HOW TO COMPLETE THIS TASK: Please copy the leading lines of the entries below exactly, concluding with the line in which "pub fn jwks_url(&self)" occurs.

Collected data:
====================

#![allow(dead_code)]

use std::collections::HashMap;
use std::sync::atomic::{AtomicUsize, Ordering};
use std::sync::{Arc, Mutex};

use axum::extract::{Form, Query, State};
use axum::http::StatusCode;
use axum::response::{IntoResponse, Response};
use axum::routing::{get, post};
use axum::{Json, Router};
use jsonwebtoken::{Algorithm, EncodingKey, Header, encode};
use serde_json::{Value, json};

use restvoice_server::api::{AppState, UseCases};
use restvoice_server::config::AuthConfig;
use restvoice_state_memory::MemoryRepository;

pub const ISSUER: &str = "http://idp.test";
pub const CLIENT_ID: &str = "restvoice-test";
pub const REALM: &str = "restvoice.test";

pub const PRIMARY_KID: &str = "primary";
pub const ROTATED_KID: &str = "rotated";

pub const PRIMARY_PRIVATE: &str = include_str!("../fixtures/primary_private.pem");
pub const PRIMARY_PUBLIC: &str = include_str!("../fixtures/primary_public.pem");
pub const ROTATED_PRIVATE: &str = include_str!("../fixtures/rotated_private.pem");
pub const ROTATED_PUBLIC: &str = include_str!("../fixtures/rotated_public.pem");
pub const ROTATED_JWK: &str = include_str!("../fixtures/rotated_jwk.json");

/// Identity provider stand-in serving a key set, a public key endpoint and
/// a token endpoint.
#[derive(Clone, Default)]
pub struct IdpState {
    keys: Arc<Mutex<Vec<Value>>>,
    pems: Arc<Mutex<HashMap<String, String>>>,
    token_reply: Arc<Mutex<Option<(u16, Value)>>>,
    token_requests: Arc<Mutex<Vec<HashMap<String, String>>>>,
    jwks_hits: Arc<AtomicUsize>,
    public_key_hits: Arc<AtomicUsize>,
}

pub struct MockIdp {
    pub base: String,
    state: IdpState,
}

impl MockIdp {
    pub async fn start() -> Self {
        let state = IdpState::default();
        let app = Router::new()
            .route("/.well-known/jwks.json", get(jwks))
            .route("/api/jwt/public-key", get(public_key))
            .route("/oauth2/token", post(token))
            .with_state(state.clone());
        let listener = tokio::net::TcpListener::bind("127.0.0.1:0").await.unwrap();
        let addr = listener.local_addr().unwrap();
        tokio::spawn(async move {
            axum::serve(listener, app).await.unwrap();
        });
        Self {
            base: format!("http://{addr}"),
            state,
        }
    }

    pub fn jwks_url(&self) -> String {
        format!("{}/.well-known/jwks.json", self.base)
    }

    pub fn public_key_url(&self) -> String {
        format!("{}/api/jwt/public-key", self.base)
    }

    pub fn token_url(&self) -> String {
        format!("{}/oauth2/token", self.base)
    }

    /// Publish a signing key with its PEM inline.
    pub fn publish(&self, kid: &str, public_pem: &str) {
        self.publish_record(json!({
            "alg": "RS256",
            "kid": kid,
            "use": "sig",
            "publicKey": public_pem,
        }));
    }

    /// Publish a signing key whose PEM is only served by the public key
    /// endpoint.
    pub fn publish_by_reference(&self, kid: &str, public_pem: &str) {
        self.state
            .pems
            .lock()
            .unwrap()
            .insert(kid.to_owned(), public_pem.to_owned());
        self.publish_record(json!({ "alg": "RS256", "kid": kid, "use": "sig" }));
    }

    pub fn publish_record(&self, record: Value) {
        self.state.keys.lock().unwrap().push(record);
    }

    pub fn unpublish_all(&self) {
        self.state.keys.lock().unwrap().clear();
    }

    pub fn reply_to_token_requests(&self, status: u16, body: Value) {
        *self.state.token_reply.lock().unwrap() = Some((status, body));
    }

    pub fn token_requests(&self) -> Vec<HashMap<String, String>> {
        self.state.token_requests.lock().unwrap().clone()
    }

    pub fn jwks_hits(&self) -> usize {
        self.state.jwks_hits.load(Ordering::SeqCst)
    }

    pub fn public_key_hits(&self) -> usize {
        self.state.public_key_hits.load(Ordering::SeqCst)
    }

    /// Auth configuration pointing at this identity provider.
    pub fn auth_config(&self) -> AuthConfig {
        AuthConfig {
            realm: REALM.to_owned(),
            issuer: ISSUER.to_owned(),
            client_id: CLIENT_ID.to_owned(),
            client_secret: Some("client-secret".to_owned()),
            jwks_url: self.jwks_url(),
            public_key_url: Some(self.public_key_url()),
            token_url: self.token_url(),
            http_timeout_seconds: 2,
            ..AuthConfig::default()
        }
    }
}

async fn jwks(State(state): State<IdpState>) -> Json<Value> {
    state.jwks_hits.fetch_add(1, Ordering::SeqCst);
    let keys = state.keys.lock().unwrap().clone();
    Json(json!({ "keys": keys }))
}

async fn public_key(
    State(state): State<IdpState>,
    Query(params): Query<HashMap<String, String>>,
) -> Response {
    state.public_key_hits.fetch_add(1, Ordering::SeqCst);
    let pem = params
        .get("kid")
        .and_then(|kid| state.pems.lock().unwrap().get(kid).cloned());
    match pem {
        Some(pem) => Json(json!({ "publicKey": pem })).into_response(),
        None => StatusCode::NOT_FOUND.into_response(),
    }
}

async fn token(
    State(state): State<IdpState>,
    Form(form): Form<HashMap<String, String>>,
) -> Response {
    state.token_requests.lock().unwrap().push(form);
    let reply = state.token_reply.lock().unwrap().clone();
    match reply {
        Some((status, body)) => (
            StatusCode::from_u16(status).unwrap(),
            Json(body),
        )
            .into_response(),
        None => StatusCode::UNAUTHORIZED.into_response(),
    }
}

/// Claims of a valid token for `subject`.
pub fn claims(subject: &str, roles: &[&str]) -> Value {
    json!({
        "sub": subject,
        "iss": ISSUER,
        "aud": CLIENT_ID,
        "exp": chrono::Utc::now().timestamp() + 600,
        "roles": roles,
    })
}

/// Sign `claims` with an RSA private key, naming `kid` in the header.
pub fn mint(kid: &str, private_pem: &str, claims: &Value) -> String {
    let mut header = Header::new(Algorithm::RS256);
    header.kid = Some(kid.to_owned());
    let key = EncodingKey::from_rsa_pem(private_pem.as_bytes()).unwrap();
    encode(&header, claims, &key).unwrap()
}

/// A valid token for `subject`, signed with the primary key.
pub fn token_for(subject: &str, roles: &[&str]) -> String {
    mint(PRIMARY_KID, PRIMARY_PRIVATE, &claims(subject, roles))
}

/// Application state over a fresh in-memory repository.
pub fn app_state(auth: &AuthConfig) -> (AppState, Arc<MemoryRepository>) {
    let repository = Arc::new(MemoryRepository::new());
    let state = AppState::from_config(auth, UseCases::new(&repository)).unwrap();
    (state, repository)
}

====================

WRITTEN RESPONSE:
#![allow(dead_code)]

use std::collections::HashMap;
use std::sync::atomic::{AtomicUsize, Ordering};
use std::sync::{Arc, Mutex};

use axum::extract::{Form, Query, State};
use axum::http::StatusCode;
use axum::response::{IntoResponse, Response};
use axum::routing::{get, post};
use axum::{Json, Router};
use jsonwebtoken::{Algorithm, EncodingKey, Header, encode};
use serde_json::{Value, json};

use restvoice_server::api::{AppState, UseCases};
use restvoice_server::config::AuthConfig;
use restvoice_state_memory::MemoryRepository;

pub const ISSUER: &str = "http://idp.test";
pub const CLIENT_ID: &str = "restvoice-test";
pub const REALM: &str = "restvoice.test";

pub const PRIMARY_KID: &str = "primary";
pub const ROTATED_KID: &str = "rotated";

pub const PRIMARY_PRIVATE: &str = include_str!("../fixtures/primary_private.pem");
pub const PRIMARY_PUBLIC: &str = include_str!("../fixtures/primary_public.pem");
pub const ROTATED_PRIVATE: &str = include_str!("../fixtures/rotated_private.pem");
pub const ROTATED_PUBLIC: &str = include_str!("../fixtures/rotated_public.pem");
pub const ROTATED_JWK: &str = include_str!("../fixtures/rotated_jwk.json");

/// Identity provider stand-in serving a key set, a public key endpoint and
/// a token endpoint.
#[derive(Clone, Default)]
pub struct IdpState {
    keys: Arc<Mutex<Vec<Value>>>,
    pems: Arc<Mutex<HashMap<String, String>>>,
    token_reply: Arc<Mutex<Option<(u16, Value)>>>,
    token_requests: Arc<Mutex<Vec<HashMap<String, String>>>>,
    jwks_hits: Arc<AtomicUsize>,
    public_key_hits: Arc<AtomicUsize>,
}

pub struct MockIdp {
    pub base: String,
    state: IdpState,
}

impl MockIdp {
    pub async fn start() -> Self {
        let state = IdpState::default();
        let app = Router::new()
            .route("/.well-known/jwks.json", get(jwks))
            .route("/api/jwt/public-key", get(public_key))
            .route("/oauth2/token", post(token))
            .with_state(state.clone());
        let listener = tokio::net::TcpListener::bind("127.0.0.1:0").await.unwrap();
        let addr = listener.local_addr().unwrap();
        tokio::spawn(async move {
            axum::serve(listener, app).await.unwrap();
        });
        Self {
            base: format!("http://{addr}"),
            state,
        }
    }

    pub fn jwks_url(&self) -> String {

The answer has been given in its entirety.